MACHINE LEARNING APPLICATIONS IN SUSTAINABLE CONCRETE MIX DESIGN OPTIMIZATION: A COMPREHENSIVE REVIEW OF PERFORMANCE, DURABILITY, AND ENVIRONMENTAL BENEFITS
Keywords:
machine learning; concrete mix design; optimization; sustainability; durability; supplementary cementitious materials; multi-objective optimization; artificial neural networksAbstract
Concrete production accounts for approximately 8% of global CO₂ emissions, necessitating urgent adoption of sustainable practices through innovative design methodologies. Machine learning (ML) has emerged as a transformative technology enabling rapid optimization of concrete mix designs that balance mechanical performance, durability, and environmental sustainability.
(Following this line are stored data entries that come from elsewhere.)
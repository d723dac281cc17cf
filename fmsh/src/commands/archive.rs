//! Zip and tar archives
//!
//! Creation walks a directory tree and stores every regular file, symlinks
//! to files included, under its `/`-separated path relative to the tree
//! root. The archive is assembled in a temporary file next to the
//! destination and renamed into place only once complete, so a failed run
//! leaves nothing behind at the destination.
//!
//! Extraction validates the whole archive before the destination directory
//! is created. Tar input may be gzip, xz or uncompressed; the compression is
//! recognised from the leading magic bytes rather than the file name.

use std::fs::{self, File};
use std::io::{self, BufReader, Read};
use std::path::{Path, PathBuf};

use std::os::unix::fs::PermissionsExt;

use flate2::read::GzDecoder;
use flate2::write::GzEncoder;
use flate2::Compression;
use tempfile::NamedTempFile;
use walkdir::WalkDir;
use xz2::read::XzDecoder;
use zip::write::FileOptions;
use zip::{CompressionMethod, ZipArchive, ZipWriter};

use crate::context::ShellContext;
use crate::error::{ShellError, ShellResult};
use crate::logger::Logger;

const GZIP_MAGIC: &[u8] = &[0x1f, 0x8b];
const XZ_MAGIC: &[u8] = &[0xfd, 0x37, 0x7a, 0x58, 0x5a, 0x00];

/// Suffixes stripped to name the default extraction directory, longest first.
const TAR_SUFFIXES: &[&str] = &[".tar.gz", ".tar.xz", ".tgz", ".txz", ".tar"];

#[derive(Debug, Clone, Copy, PartialEq, Eq)]
pub enum ArchiveFormat {
    Zip,
    /// Written as gzip-compressed tar; read with any supported compression.
    TarGz,
}

impl ArchiveFormat {
    const fn label(self) -> &'static str {
        match self {
            Self::Zip => "zip",
            Self::TarGz => "tar",
        }
    }
}

impl std::fmt::Display for ArchiveFormat {
    fn fmt(&self, f: &mut std::fmt::Formatter<'_>) -> std::fmt::Result {
        f.write_str(self.label())
    }
}

/// One create or extract invocation.
///
/// For creation `source` is the directory to pack and `destination` the
/// archive file. For extraction `source` is the archive and `destination`
/// the directory receiving its contents.
#[derive(Debug, Clone, PartialEq, Eq)]
pub struct ArchiveJob {
    pub format: ArchiveFormat,
    pub source: PathBuf,
    pub destination: PathBuf,
}

impl ArchiveJob {
    /// Job packing the directory `dir` into `archive`.
    pub fn pack(ctx: &ShellContext, format: ArchiveFormat, dir: &str, archive: &str) -> Self {
        Self {
            format,
            source: ctx.resolve(dir),
            destination: ctx.resolve(archive),
        }
    }

    /// Job unpacking `archive` into `dest`, or into a sibling directory named
    /// after the archive when `dest` is `None`.
    pub fn unpack(
        ctx: &ShellContext,
        format: ArchiveFormat,
        archive: &str,
        dest: Option<&str>,
    ) -> Self {
        let source = ctx.resolve(archive);
        let destination = match dest {
            Some(dest) => ctx.resolve(dest),
            None => default_extract_dir(format, &source),
        };
        Self {
            format,
            source,
            destination,
        }
    }

    /// Write the archive. Returns the names of the stored entries.
    pub fn create(&self, logger: &dyn Logger) -> ShellResult<Vec<String>> {
        match self.format {
            ArchiveFormat::Zip => create_zip(&self.source, &self.destination, logger),
            ArchiveFormat::TarGz => create_tar(&self.source, &self.destination, logger),
        }
    }

    /// Unpack the archive. Returns the names of the extracted entries.
    pub fn extract(&self, logger: &dyn Logger) -> ShellResult<Vec<String>> {
        match self.format {
            ArchiveFormat::Zip => extract_zip(&self.source, &self.destination, logger),
            ArchiveFormat::TarGz => extract_tar(&self.source, &self.destination, logger),
        }
    }
}

pub(crate) fn default_extract_dir(format: ArchiveFormat, archive: &Path) -> PathBuf {
    let parent = archive.parent().unwrap_or_else(|| Path::new("."));
    let file_name = archive
        .file_name()
        .map(|n| n.to_string_lossy().into_owned())
        .unwrap_or_default();

    let base = match format {
        ArchiveFormat::TarGz => TAR_SUFFIXES
            .iter()
            .find_map(|suffix| file_name.strip_suffix(suffix))
            .filter(|stem| !stem.is_empty())
            .map(str::to_string),
        ArchiveFormat::Zip => None,
    };
    let base = base.unwrap_or_else(|| {
        archive
            .file_stem()
            .map(|s| s.to_string_lossy().into_owned())
            .unwrap_or(file_name)
    });
    parent.join(base)
}

fn require_exists(path: &Path, what: &str) -> ShellResult<()> {
    if path.exists() {
        Ok(())
    } else {
        Err(ShellError::NotFound(format!(
            "{what} {} does not exist",
            path.display()
        )))
    }
}

/// Name stored in the archive for `path` found while walking `root`.
fn entry_name(root: &Path, path: &Path) -> String {
    let relative = path
        .strip_prefix(root)
        .ok()
        .filter(|rel| !rel.as_os_str().is_empty());
    match relative {
        Some(rel) => rel
            .components()
            .map(|c| c.as_os_str().to_string_lossy())
            .collect::<Vec<_>>()
            .join("/"),
        None => path
            .file_name()
            .map(|n| n.to_string_lossy().into_owned())
            .unwrap_or_default(),
    }
}

/// Regular files under `root` paired with their entry names, in walk order.
///
/// Symlinks to regular files count as files and are stored with the
/// target's contents. `skip` is left out so an archive written inside the
/// tree does not swallow itself.
fn collect_files(root: &Path, skip: &Path, context: &str) -> ShellResult<Vec<(PathBuf, String)>> {
    let mut files = Vec::new();
    for entry in WalkDir::new(root).sort_by_file_name() {
        let entry = entry.map_err(|e| ShellError::archive(context, e))?;
        let is_file = entry.file_type().is_file()
            || (entry.path_is_symlink() && entry.path().is_file());
        if !is_file || entry.path() == skip {
            continue;
        }
        files.push((entry.path().to_path_buf(), entry_name(root, entry.path())));
    }
    Ok(files)
}

/// Temporary file in the destination's directory.
///
/// Requested as 0o666 so the process umask decides the final mode, the same
/// as for any newly created file.
fn staging_file(destination: &Path, context: &str) -> ShellResult<NamedTempFile> {
    let parent = match destination.parent() {
        Some(p) if !p.as_os_str().is_empty() => p,
        _ => Path::new("."),
    };
    tempfile::Builder::new()
        .prefix(".fmsh-")
        .permissions(fs::Permissions::from_mode(0o666))
        .tempfile_in(parent)
        .map_err(|e| ShellError::archive(context, e))
}

fn publish(staged: NamedTempFile, destination: &Path, context: &str) -> ShellResult<()> {
    staged
        .persist(destination)
        .map_err(|e| ShellError::archive(context, e.error))?;
    Ok(())
}

pub fn create_zip(source: &Path, archive: &Path, logger: &dyn Logger) -> ShellResult<Vec<String>> {
    const CONTEXT: &str = "Failed to create zip";
    require_exists(source, "Folder")?;
    if !source.is_dir() {
        return Err(ShellError::NotADirectory(format!(
            "Folder {} is not a directory",
            source.display()
        )));
    }

    logger.command(&format!("Creating zip {}", archive.display()));
    let mut staged = staging_file(archive, CONTEXT)?;
    let files = collect_files(source, staged.path(), CONTEXT)?;

    let fail = |e: zip::result::ZipError| ShellError::archive(CONTEXT, e);
    let mut writer = ZipWriter::new(staged.as_file_mut());
    let options = FileOptions::default().compression_method(CompressionMethod::Deflated);
    let mut names = Vec::with_capacity(files.len());
    for (path, name) in files {
        writer.start_file(name.as_str(), options).map_err(fail)?;
        let mut input = File::open(&path).map_err(|e| ShellError::archive(CONTEXT, e))?;
        io::copy(&mut input, &mut writer).map_err(|e| ShellError::archive(CONTEXT, e))?;
        logger.success(&format!("Added {name}"));
        names.push(name);
    }
    writer.finish().map_err(fail)?;
    drop(writer);

    publish(staged, archive, CONTEXT)?;
    logger.success(&format!("Created {}", archive.display()));
    Ok(names)
}

pub fn create_tar(source: &Path, archive: &Path, logger: &dyn Logger) -> ShellResult<Vec<String>> {
    const CONTEXT: &str = "Failed to create tar";
    require_exists(source, "Folder")?;

    logger.command(&format!("Creating tar {}", archive.display()));
    let mut staged = staging_file(archive, CONTEXT)?;
    let files = collect_files(source, staged.path(), CONTEXT)?;

    let fail = |e: io::Error| ShellError::archive(CONTEXT, e);
    let encoder = GzEncoder::new(staged.as_file_mut(), Compression::default());
    let mut builder = tar::Builder::new(encoder);
    let mut names = Vec::with_capacity(files.len());
    for (path, name) in files {
        builder.append_path_with_name(&path, &name).map_err(fail)?;
        logger.success(&format!("Added {name}"));
        names.push(name);
    }
    builder
        .into_inner()
        .and_then(GzEncoder::finish)
        .map_err(fail)?;

    publish(staged, archive, CONTEXT)?;
    logger.success(&format!("Created {}", archive.display()));
    Ok(names)
}

fn open_zip(archive: &Path) -> ShellResult<ZipArchive<BufReader<File>>> {
    let file = File::open(archive).map_err(|e| ShellError::from_io(e, archive))?;
    ZipArchive::new(BufReader::new(file)).map_err(|_| {
        ShellError::InvalidArchive(format!("File {} is not a zip file", archive.display()))
    })
}

/// Read every entry to the end so stored checksums get verified.
fn verify_zip(zip: &mut ZipArchive<BufReader<File>>, archive: &Path) -> ShellResult<()> {
    for index in 0..zip.len() {
        let corrupt = |name: &str| {
            ShellError::InvalidArchive(format!(
                "File {} is corrupted at entry {name}",
                archive.display()
            ))
        };
        let mut entry = zip.by_index(index).map_err(|_| corrupt(&format!("#{index}")))?;
        let name = entry.name().to_string();
        io::copy(&mut entry, &mut io::sink()).map_err(|_| corrupt(&name))?;
    }
    Ok(())
}

pub fn extract_zip(archive: &Path, dest: &Path, logger: &dyn Logger) -> ShellResult<Vec<String>> {
    require_exists(archive, "File")?;
    let mut zip = open_zip(archive)?;
    verify_zip(&mut zip, archive)?;

    fs::create_dir_all(dest).map_err(|e| ShellError::from_io(e, dest))?;
    logger.command(&format!("Extracting {}", archive.display()));

    let names: Vec<String> = zip.file_names().map(str::to_string).collect();
    zip.extract(dest)
        .map_err(|e| ShellError::archive("Failed to extract zip", e))?;
    for name in &names {
        logger.success(&format!("Extracted {name}"));
    }
    Ok(names)
}

#[derive(Debug, Clone, Copy, PartialEq, Eq)]
enum TarCompression {
    Gzip,
    Xz,
    Plain,
}

fn sniff_compression(archive: &Path) -> ShellResult<TarCompression> {
    let mut head = [0u8; 6];
    let mut file = File::open(archive).map_err(|e| ShellError::from_io(e, archive))?;
    let mut filled = 0;
    while filled < head.len() {
        match file.read(&mut head[filled..]) {
            Ok(0) => break,
            Ok(n) => filled += n,
            Err(e) if e.kind() == io::ErrorKind::Interrupted => {}
            Err(e) => return Err(ShellError::from_io(e, archive)),
        }
    }

    let head = &head[..filled];
    if head.is_empty() {
        return Err(ShellError::InvalidArchive(format!(
            "File {} is empty",
            archive.display()
        )));
    }
    Ok(if head.starts_with(GZIP_MAGIC) {
        TarCompression::Gzip
    } else if head.starts_with(XZ_MAGIC) {
        TarCompression::Xz
    } else {
        TarCompression::Plain
    })
}

fn open_tar(archive: &Path, compression: TarCompression) -> ShellResult<tar::Archive<Box<dyn Read>>> {
    let file = BufReader::new(File::open(archive).map_err(|e| ShellError::from_io(e, archive))?);
    let reader: Box<dyn Read> = match compression {
        TarCompression::Gzip => Box::new(GzDecoder::new(file)),
        TarCompression::Xz => Box::new(XzDecoder::new(file)),
        TarCompression::Plain => Box::new(file),
    };
    Ok(tar::Archive::new(reader))
}

/// Entry names of a tar archive; any read failure means the file is not a usable tar.
fn tar_entry_names(archive: &Path, compression: TarCompression) -> ShellResult<Vec<String>> {
    let invalid = |e: io::Error| {
        ShellError::InvalidArchive(format!("File {} is not a tar file: {e}", archive.display()))
    };
    let mut tar = open_tar(archive, compression)?;
    let mut names = Vec::new();
    for entry in tar.entries().map_err(invalid)? {
        let mut entry = entry.map_err(invalid)?;
        let name = entry.path().map_err(invalid)?.to_string_lossy().into_owned();
        io::copy(&mut entry, &mut io::sink()).map_err(invalid)?;
        names.push(name);
    }
    Ok(names)
}

pub fn extract_tar(archive: &Path, dest: &Path, logger: &dyn Logger) -> ShellResult<Vec<String>> {
    require_exists(archive, "File")?;
    let compression = sniff_compression(archive)?;
    let names = tar_entry_names(archive, compression)?;

    fs::create_dir_all(dest).map_err(|e| ShellError::from_io(e, dest))?;
    logger.command(&format!("Extracting {}", archive.display()));

    let mut tar = open_tar(archive, compression)?;
    tar.unpack(dest)
        .map_err(|e| ShellError::archive("Failed to extract tar", e))?;
    for name in &names {
        logger.success(&format!("Extracted {name}"));
    }
    logger.success(&format!("Extracted {}", archive.display()));
    Ok(names)
}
This comprehensive review synthesizes recent advances in ML applications for concrete mix design, examining prediction accuracy, multi-objective optimization frameworks, and integration with supplementary cementitious materials (SCMs). A systematic analysis of 47 peer-reviewed studies from 2016–2026 reveals that ensemble learning algorithms (XGBoost, Random Forest, Gradient Boosting) and deep neural networks consistently achieve prediction coefficients of determination (R²) exceeding 0.90, with mean absolute errors below 5%. Multi-objective optimization approaches have successfully reduced CO₂ emissions by 25–51% while maintaining target strengths of 30–70 MPa. Integration of interpretability tools (SHAP, LIME) demonstrates that water-to-binder ratio, cement content, and supplementary material dosage are dominant performance drivers. This review identifies critical research gaps including long-term durability validation of ML-optimized mixes, real-time field implementation protocols, and standardization of datasets across geographic regions. Future directions emphasize hybrid physics-informed neural networks, automated quality assurance systems, and circular economy applications utilizing construction-demolition waste. ML-driven concrete optimization represents a viable pathway toward achieving sustainable infrastructure goals while reducing material costs by 15–30% and embodied carbon by up to 51%.